May is the hottest month of the year. Monsoon or rainy season enduring from July to October

and contains lots of humidity. During the study at Jabalpur, various gaseous pollutants (O3,

CO, CH4, NO2, PM10) are come forward which has shown fluctuation throughout the years.

On outdoor/indoor particulate pollution in urban and rural residential environment by using

biomass fuel in which 94% is rural area and 58% urban area studied by (Colbeck, 2010).

Critical reviewed of how particulate matter in the atmosphere affects visual air quality, human

health, soiling and damage to materials, vegetation/animals, soil/water bodies and

direct/indirect radioactive forcing. (Jimoda, 2012)

Result found that, when O3 concentration was higher (in the studied year) concentration of CO

and CH4 was gradually an increases whereas NO2 decline its concentration (Sarkar, S., 2015).

In winter season, the ozone concentration is higher (David L.M., 2011) due to elevated amount

of precursor gases and low solar radiation. Thus, O3 concentration has shown inverse

correlation with its precursor gases while whole diurnal interval.
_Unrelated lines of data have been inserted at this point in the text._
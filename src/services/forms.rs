use std::collections::HashMap;
use std::sync::{Arc, Mutex, MutexGuard};

use chrono::{Duration, NaiveDateTime, Utc};

use crate::errors::AppError;
use crate::models::{FormId, FormRecord};

pub type SharedForm = Arc<tokio::sync::Mutex<FormRecord>>;

struct FormEntry {
    form: SharedForm,
    expires_at: NaiveDateTime,
}

// Forms whose call was never ended are dropped once idle past the ttl.
pub struct FormStore {
    forms: Mutex<HashMap<FormId, FormEntry>>,
    ttl: Duration,
}

impl FormStore {
    pub fn new(ttl: Duration) -> Self {
        Self {
            forms: Mutex::new(HashMap::new()),
            ttl,
        }
    }

    fn forms(&self) -> Result<MutexGuard<'_, HashMap<FormId, FormEntry>>, AppError> {
        self.forms
            .lock()
            .map_err(|_| AppError::Internal("form store lock poisoned".to_string()))
    }

    pub fn create(&self) -> Result<FormId, AppError> {
        let form = FormRecord::new();
        let id = form.id();
        let entry = FormEntry {
            form: Arc::new(tokio::sync::Mutex::new(form)),
            expires_at: Utc::now().naive_utc() + self.ttl,
        };
        self.forms()?.insert(id, entry);
        Ok(id)
    }

    pub fn get(&self, id: FormId) -> Result<SharedForm, AppError> {
        let mut forms = self.forms()?;
        let entry = forms
            .get_mut(&id)
            .ok_or_else(|| AppError::NotFound(format!("form {id}")))?;
        entry.expires_at = Utc::now().naive_utc() + self.ttl;
        Ok(Arc::clone(&entry.form))
    }

    pub fn remove(&self, id: FormId) -> Result<(), AppError> {
        self.forms()?
            .remove(&id)
            .map(|_| ())
            .ok_or_else(|| AppError::NotFound(format!("form {id}")))
    }

    pub fn sweep_expired(&self, now: NaiveDateTime) -> Result<Vec<FormId>, AppError> {
        let mut forms = self.forms()?;
        let expired: Vec<FormId> = forms
            .iter()
            .filter(|(_, entry)| entry.expires_at <= now)
            .map(|(id, _)| *id)
            .collect();
        for id in &expired {
            forms.remove(id);
        }
        Ok(expired)
    }

    pub fn len(&self) -> usize {
        self.forms.lock().map(|f| f.len()).unwrap_or(0)
    }

    pub fn is_empty(&self) -> bool {
        self.len() == 0
    }
}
At the city Kannur, surface ozone has continuously monitored throughout the study which

shown its diurnal variation and correlation with various meteorological parameters (Nishanth,

T. and Satheesh Kumar, M.K., 2011). During winter season, mixing ratios of surface ozone has

maximum at the rural areas (44.01±3.1ppbv) and urban areas (36.3±5.4ppbv). It has also

noticed that during winter, production of ozone was much higher in the afternoon (Selvaraj

et.al., 2013).

At Bhubaneswar the study of surface ozone variation and its correlation with various

parameters has performed. It found that, seasonal variation of O3 concentration was maximum

in January (~85ppbv), gradually it has increases in the month of June (∼38 ppbv) and minimum

in August (∼20ppbv). Affected by topography and climatic conditions in contrary, ozone raised

during pre-monsoon and monsoon. (Mahapatra et.al., 2012)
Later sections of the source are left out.